The recent tax legislation is expected to further bolster these projections, although it remains possible that the overwhelming majority of corporations will opt to use the tax cuts to increase dividends or buy back stock rather than investing in employees by increasing wages or expanding benefits.

Although the full economic impact of the recently passed tax cut legislation remains to be seen, economists recognize ample reason for optimism about the possibility of economic growth in the year 2018. The most recent projections for economic growth are supported by a number of critical market indicators, including declining unemployment rates, increasing wage gains, and the likelihood of increased business investment, all of which contribute to the growing confidence in the future of the US economy.

Predicting China’s 2018 Economic Priorities

The priorities of the world’s second-largest economy are quite likely to shift in 2018, as those in charge of overseeing the Chinese economy seem to prefer a more cautious approach focused on protecting against the threat of a potential financial crisis. As a result, stimulating economic growth is no longer the chief concern of Chinese officials. According to several economic analysts familiar with the new priorities of the government, China’s 2018 economic growth target will remain somewhere around 6.5 percent, unchanged from the target set for the previous year.

Over the past year or so, China has sharpened its focus on limiting capital outflows and tracking down any potential “gray rhinos” — the unaddressed and eminently solvable threats that left unchecked might undermine the country’s manufacturing-driven economy. After capital outflows reached an unprecedented $725 billion in 2016, China instituted several policies designed to limit capital outflow. Those policies, as evidenced by the continued improvement in the nation’s foreign reserve funds, are rightly viewed as successful in achieving the government’s desired outcome.

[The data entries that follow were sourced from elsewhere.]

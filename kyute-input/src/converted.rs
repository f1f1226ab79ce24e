//! Converted controls.
//!
//! A converted control derives its value from a source control through a [`Conversion`], and
//! keeps both values in sync:
//!
//! - a change of the source value is converted and assigned to the converted control,
//! - an assignment of the converted value is converted back and assigned to the source.
//!
//! Propagations are told apart by the revision number of the value trackers: the assignment a
//! propagation makes is not propagated back, but a listener correcting the value during
//! propagation is, exactly once.
use crate::{
    control::Control,
    conversion::{AspectConversion, Conversion},
    value::ValueTracker,
};
use kyute_common::Data;
use std::{
    cell::Cell,
    rc::{Rc, Weak},
};
use tracing::trace;

/// Tracker revisions produced by the assignments of an ongoing propagation.
#[derive(Default)]
struct ValueSync {
    source_echo: Cell<Option<u64>>,
    target_echo: Cell<Option<u64>>,
}

/// Assigns `value` to `tracker`, recording the revision this assignment produces in `echo`.
fn propagate<T: Data>(tracker: &ValueTracker<T>, value: T, echo: &Cell<Option<u64>>) {
    echo.set(Some(tracker.revision() + 1));
    tracker.set(value);
    echo.set(None);
}

/// Whether a change notification of `control` should be propagated.
///
/// Echoes of the propagation's own assignment are not, and neither are stale notifications,
/// delivered after a nested change has been made (and propagated) already.
fn should_propagate<T: Data>(control: &Control<T>, new_value: &T, echo: &Cell<Option<u64>>) -> bool {
    let revision = control.value().revision();
    if echo.get() == Some(revision) {
        trace!(revision, control = ?control.id(), "skipping echo");
        return false;
    }
    control.with(|current| current.same(new_value))
}

impl<V: Data> Control<V> {
    /// Creates a control converted from this one.
    ///
    /// The converted control resolves its aspects with the conversion's overrides first. When
    /// they decline, the aspect applied to this control is converted to the new one.
    ///
    /// Cutting this control off cuts the converted one off, but not the reverse.
    pub fn convert<W: Data>(&self, conversion: Conversion<V, W>) -> Control<W> {
        let Conversion {
            to_target,
            to_source,
            aspects,
        } = conversion;

        let supply = self.supply().derive();
        let value = ValueTracker::with_supply(self.with(|value| to_target(value)), supply);

        let source = self.clone();
        let from_source = AspectConversion::new(move |target, aspect| {
            let applied = source.as_any_control().resolve_any(aspect);
            trace!(
                aspect = aspect.name(),
                source = ?source.id(),
                target = ?target.id(),
                "converting aspect"
            );
            Some(aspect.convert_any(&applied, target))
        });

        let converted = Control::from_tracker(value, aspects.and(from_source));
        sync_values(self, &converted, to_target, to_source);
        converted
    }

    /// Creates a control converted from this one, with a conversion built from this control.
    pub fn convert_with<W: Data>(&self, factory: impl FnOnce(&Control<V>) -> Conversion<V, W>) -> Control<W> {
        self.convert(factory(self))
    }

    /// Creates a control with the same value as this one, and the given aspect overrides.
    pub fn convert_aspects(&self, aspects: AspectConversion) -> Control<V> {
        self.convert(Conversion::from(aspects))
    }
}

fn sync_values<V: Data, W: Data>(
    source: &Control<V>,
    target: &Control<W>,
    to_target: Rc<dyn Fn(&V) -> W>,
    to_source: Rc<dyn Fn(&W) -> V>,
) {
    let sync = Rc::new(ValueSync::default());

    // source -> target
    {
        let sync = sync.clone();
        let source_ref: Weak<_> = Rc::downgrade(&source.0);
        let target_ref: Weak<_> = Rc::downgrade(&target.0);
        let subscription = source.on_change(move |new_value, _| {
            let (Some(source), Some(target)) = (source_ref.upgrade(), target_ref.upgrade()) else {
                return;
            };
            let (source, target) = (Control(source), Control(target));
            if should_propagate(&source, new_value, &sync.source_echo) {
                trace!(source = ?source.id(), target = ?target.id(), "propagating to converted control");
                propagate(target.value(), to_target(new_value), &sync.target_echo);
            }
        });
        subscription.needs(target.supply());
    }

    // target -> source
    {
        let source = source.clone();
        let target_ref: Weak<_> = Rc::downgrade(&target.0);
        target.on_change(move |new_value, _| {
            let Some(target) = target_ref.upgrade().map(Control) else {
                return;
            };
            if should_propagate(&target, new_value, &sync.target_echo) {
                trace!(source = ?source.id(), target = ?target.id(), "propagating to source control");
                propagate(source.value(), to_source(new_value), &sync.source_echo);
            }
        });
    }
}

This risk-averse approach is not necessarily welcome news for the local government officials with growth targets that still need to be met. In order to carry out its economic agenda, however, the current administration has expressed a clear willingness to part with any government official who disagrees with the economic plan as it currently exists. Given its firm belief in the course it has charted, it’s fair to predict that China will keep its interbank interest rates high while implementing additional policies intended to keep its money supply growth in check (a rate of 7 or 8 percent is a reasonable estimate).

China is also quite likely to reduce the pace of infrastructure growth, with its longstanding debt concerns representing the principal reason for the reduction. It’s also likely that the country will continue to shift its focus from an economy built on manufacturing to a consumer and services-based economy. As a number of other analysts have pointed out, growth stemming from such a shift is unlikely without further effort to promote the change, with tax cuts being the most frequently suggested strategy for realizing the potential gains of the ongoing economic transition.

Although Chinese officials are adopting a risk-averse approach with the goal of preventing a financial crisis, most authorities remain confident in the country’s ability to create a protective barrier around its financial and economic systems. In the view of these officials, such a barrier — along with the cautious economic plan it has outlined for this year — will effectively limit the impact of any internal or external shocks in 2018 and beyond.